Project Spock at Tubi: Understanding Content Using Deep Learning for NLP

Authors: John Trenkle, Jaya Kawale and the Tubi ML Team

Understanding the nuanced relationships between movies, TV shows, viewers, actors, genres is like trying to understand a complex tapestry of fractals — — it’s tricky, but there is structure there. (Illustration 118225042 © Keilaneokow | Dreamstime.com)

In this blog series, we aim to highlight the nuances of Machine Learning in Tubi’s Ad-based Video on Demand (AVOD) space as practiced at Tubi. Machine Learning helps solve myriad problems involving recommendations, content understanding and ads. We extensively use PyTorch for several of these use cases as it provides us the flexibility, computational speed and ease of implementation to train large-scale deep neural networks using GPUs.

With 33 million active monthly users and over 2.5 billion hours of content watched last year, Tubi is one of the leading platforms providing free high-quality streaming movies and TV shows to a worldwide audience. We have curated the largest catalog of premium content in the streaming industry including popular titles, great horror, and nostalgic favorites. To maintain and grow our enthusiastic audience and expanding catalog, we leverage information from our platform combined with a selection of trusted publicly-available sources in order to understand not only what our current audience wants to watch now, but also what our expanding audience wants to watch next. Viewers can watch Tubi on dozens of devices, sign in, and have a seamless viewing experience with relevant ads presented at half the load of cable.

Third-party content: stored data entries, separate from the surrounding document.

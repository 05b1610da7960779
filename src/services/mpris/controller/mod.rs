//! Current-player selection over every tracked player.

mod display;
mod ignore;
mod marquee;
mod selection;

use bitflags::bitflags;
use tracing::{debug, info};

pub use display::{DisplayState, NO_MEDIA, NO_NAME, index_label, position_ratio, title_line};
pub use ignore::IgnoreList;
pub use marquee::Marquee;

use super::{
    PlaybackState, PlayerId,
    player::{PlayerChanges, PlayerHandle},
    registry::{PlayerStore, RegistryListener},
};
use crate::config::MediaConfig;

bitflags! {
    /// Hooks the display layer should hear about after an event.
    #[derive(Debug, Clone, Copy, PartialEq, Eq, Default)]
    pub struct Notifications: u8 {
        /// The current player changed
        const SELECTION_CHANGED = 1 << 0;
        /// Something visible changed
        const REFRESH = 1 << 1;
    }
}

/// Resolves the single current player and answers display queries.
///
/// Holds player ids only; handles stay in the registry's [`PlayerStore`],
/// which is passed into every call. Whenever some listed player is
/// available, `current` names an available one.
#[derive(Debug)]
pub struct Controller {
    players: Vec<PlayerId>,
    current: Option<PlayerId>,
    ignored: IgnoreList,
    marquee: Marquee,
    pending: Notifications,
}

impl Controller {
    /// Create a controller with no players.
    pub fn new(config: &MediaConfig) -> Self {
        Self {
            players: Vec::new(),
            current: None,
            ignored: IgnoreList::parse(&config.ignored_players),
            marquee: Marquee::new(config),
            pending: Notifications::empty(),
        }
    }

    /// Listed players in discovery order.
    pub fn players(&self) -> &[PlayerId] {
        &self.players
    }

    /// Current player, if any.
    pub fn current(&self) -> Option<&PlayerId> {
        self.current.as_ref()
    }

    /// Drain notifications raised since the last call.
    pub fn take_notifications(&mut self) -> Notifications {
        std::mem::take(&mut self.pending)
    }

    /// Re-evaluate selection after a player handled an event.
    pub fn on_player_changed(&mut self, id: &PlayerId, changes: PlayerChanges, store: &PlayerStore) {
        if changes.is_empty() || !self.players.contains(id) {
            return;
        }

        if changes.intersects(PlayerChanges::STATE | PlayerChanges::AVAILABILITY)
            && store
                .get(id)
                .is_some_and(|handle| handle.is_available() && handle.state() == PlaybackState::Playing)
        {
            self.set_current(Some(id.clone()));
        }

        self.repair(store);
        self.pending |= Notifications::REFRESH;
    }

    /// Cycle to the next available player after the current one.
    ///
    /// Keeps the current player when no other one is available.
    pub fn select_next_player(&mut self, store: &PlayerStore) {
        let next = selection::select_next(&self.players, self.current.as_ref(), |id| {
            store.is_available(id)
        })
        .cloned();

        match next {
            Some(next) => self.set_current(Some(next)),
            None => debug!("No other available player to select"),
        }

        self.repair(store);
    }

    /// Advance the marquee; returns `true` when the visible title moved.
    pub fn marquee_tick(&mut self, store: &PlayerStore) -> bool {
        let len = self.title_line(store).chars().count();
        let moved = self.marquee.tick(len);
        if moved {
            self.pending |= Notifications::REFRESH;
        }
        moved
    }

    /// Current marquee state.
    pub fn marquee(&self) -> &Marquee {
        &self.marquee
    }

    /// "Artist - Title" of the current player.
    pub fn title_line(&self, store: &PlayerStore) -> String {
        self.current_handle(store)
            .map_or_else(|| NO_MEDIA.to_string(), |handle| {
                title_line(handle.artist(), handle.title())
            })
    }

    /// Progress of the current player in `[0, 1]`.
    pub fn position_ratio(&self, store: &PlayerStore) -> Option<f64> {
        self.current_handle(store)
            .and_then(|handle| position_ratio(handle.state(), handle.position(), handle.length()))
    }

    /// `[pos/size]` of the current player among available players.
    pub fn player_index_label(&self, store: &PlayerStore) -> String {
        index_label(&self.players, self.current.as_ref(), |id| {
            store.is_available(id)
        })
    }

    /// Whether the current player can skip forward.
    pub fn can_go_next(&self, store: &PlayerStore) -> bool {
        self.current_handle(store)
            .is_some_and(|handle| handle.capabilities().can_go_next)
    }

    /// Whether the current player can skip back.
    pub fn can_go_previous(&self, store: &PlayerStore) -> bool {
        self.current_handle(store)
            .is_some_and(|handle| handle.capabilities().can_go_previous)
    }

    /// Playback state of the current player, `Idle` without one.
    pub fn playback_state(&self, store: &PlayerStore) -> PlaybackState {
        self.current_handle(store)
            .map_or(PlaybackState::Idle, PlayerHandle::state)
    }

    /// Artwork URL of the current player.
    pub fn art_url(&self, store: &PlayerStore) -> String {
        self.current_handle(store)
            .map(|handle| handle.art_url().to_string())
            .unwrap_or_default()
    }

    /// Snapshot of everything the widget shows.
    pub fn display(&self, store: &PlayerStore) -> DisplayState {
        let title = self.title_line(store);
        let handle = self.current_handle(store);

        DisplayState {
            player: self.current.clone(),
            visible_title: self.marquee.window(&title),
            title,
            index_label: self.player_index_label(store),
            state: self.playback_state(store),
            position_ratio: self.position_ratio(store),
            position: handle.map_or(0, PlayerHandle::position),
            length: handle.map_or(0, PlayerHandle::length),
            can_go_previous: self.can_go_previous(store),
            can_go_next: self.can_go_next(store),
            art_url: self.art_url(store),
        }
    }

    fn current_handle<'a>(&self, store: &'a PlayerStore) -> Option<&'a PlayerHandle> {
        self.current.as_ref().and_then(|id| store.get(id))
    }

    fn any_available(&self, store: &PlayerStore) -> bool {
        self.players.iter().any(|id| store.is_available(id))
    }

    fn current_available(&self, store: &PlayerStore) -> bool {
        self.current.as_ref().is_some_and(|id| store.is_available(id))
    }

    /// Restore the selection invariant when the current player is missing or unavailable.
    ///
    /// With nothing else available, an unavailable current player is only
    /// kept while it is playing.
    fn repair(&mut self, store: &PlayerStore) {
        if self.current_available(store) {
            return;
        }

        if self.any_available(store) {
            let next = selection::select_next(&self.players, self.current.as_ref(), |id| {
                store.is_available(id)
            })
            .cloned();
            self.set_current(next);
        } else if self.playback_state(store) != PlaybackState::Playing {
            self.set_current(None);
        }
    }

    fn set_current(&mut self, next: Option<PlayerId>) {
        if self.current == next {
            return;
        }

        info!(
            from = ?self.current.as_ref().map(PlayerId::short_name),
            to = ?next.as_ref().map(PlayerId::short_name),
            "Current player changed"
        );

        if next.is_some() {
            self.marquee.reset();
        }
        self.current = next;
        self.pending |= Notifications::SELECTION_CHANGED | Notifications::REFRESH;
    }
}

impl RegistryListener for Controller {
    fn player_added(&mut self, id: &PlayerId, players: &PlayerStore) {
        if self.ignored.matches(id) {
            debug!(player = %id, "Ignoring player");
            return;
        }

        if self.players.contains(id) {
            return;
        }
        self.players.push(id.clone());

        let Some(handle) = players.get(id) else {
            return;
        };

        let available = handle.is_available();
        let playing = handle.state() == PlaybackState::Playing;

        if (self.current.is_none() && available)
            || (playing && (available || !self.current_available(players)))
        {
            self.set_current(Some(id.clone()));
        }

        self.repair(players);
        self.pending |= Notifications::REFRESH;
    }

    fn player_removed(&mut self, id: &PlayerId, players: &PlayerStore) {
        let Some(index) = self.players.iter().position(|listed| listed == id) else {
            return;
        };

        if self.current.as_ref() == Some(id) {
            let next = selection::select_next(&self.players, Some(id), |candidate| {
                players.is_available(candidate)
            })
            .cloned();
            self.set_current(next);
        }

        self.players.remove(index);
        self.pending |= Notifications::REFRESH;
    }
}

In our last Medium post, we discussed how Tubi uses Machine Learning. To recap, Tubi embraces a data-driven approach and is on a constant mission to explore the ever-growing universe of Machine Learning, Deep Learning, Natural Language Processing (NLP), and Computer Vision).

Tubi uses an Advertising-based Video on Demand (AVOD) business model. It’s similar to subscription-based Video on Demand (SVOD) services, except it’s free because viewers see minimal commercials. This makes a big difference in the problems we tackle and how we use Machine Learning (ML) to solve them.

In our previous post, we also talked in-depth about the three pillars of AVOD that guide our work. Today, we’ll talk about how we use ML to improve our content — Tubi’s library of TV shows and movies. Our main focus is to better understand our content, and feed those insights back into X teams.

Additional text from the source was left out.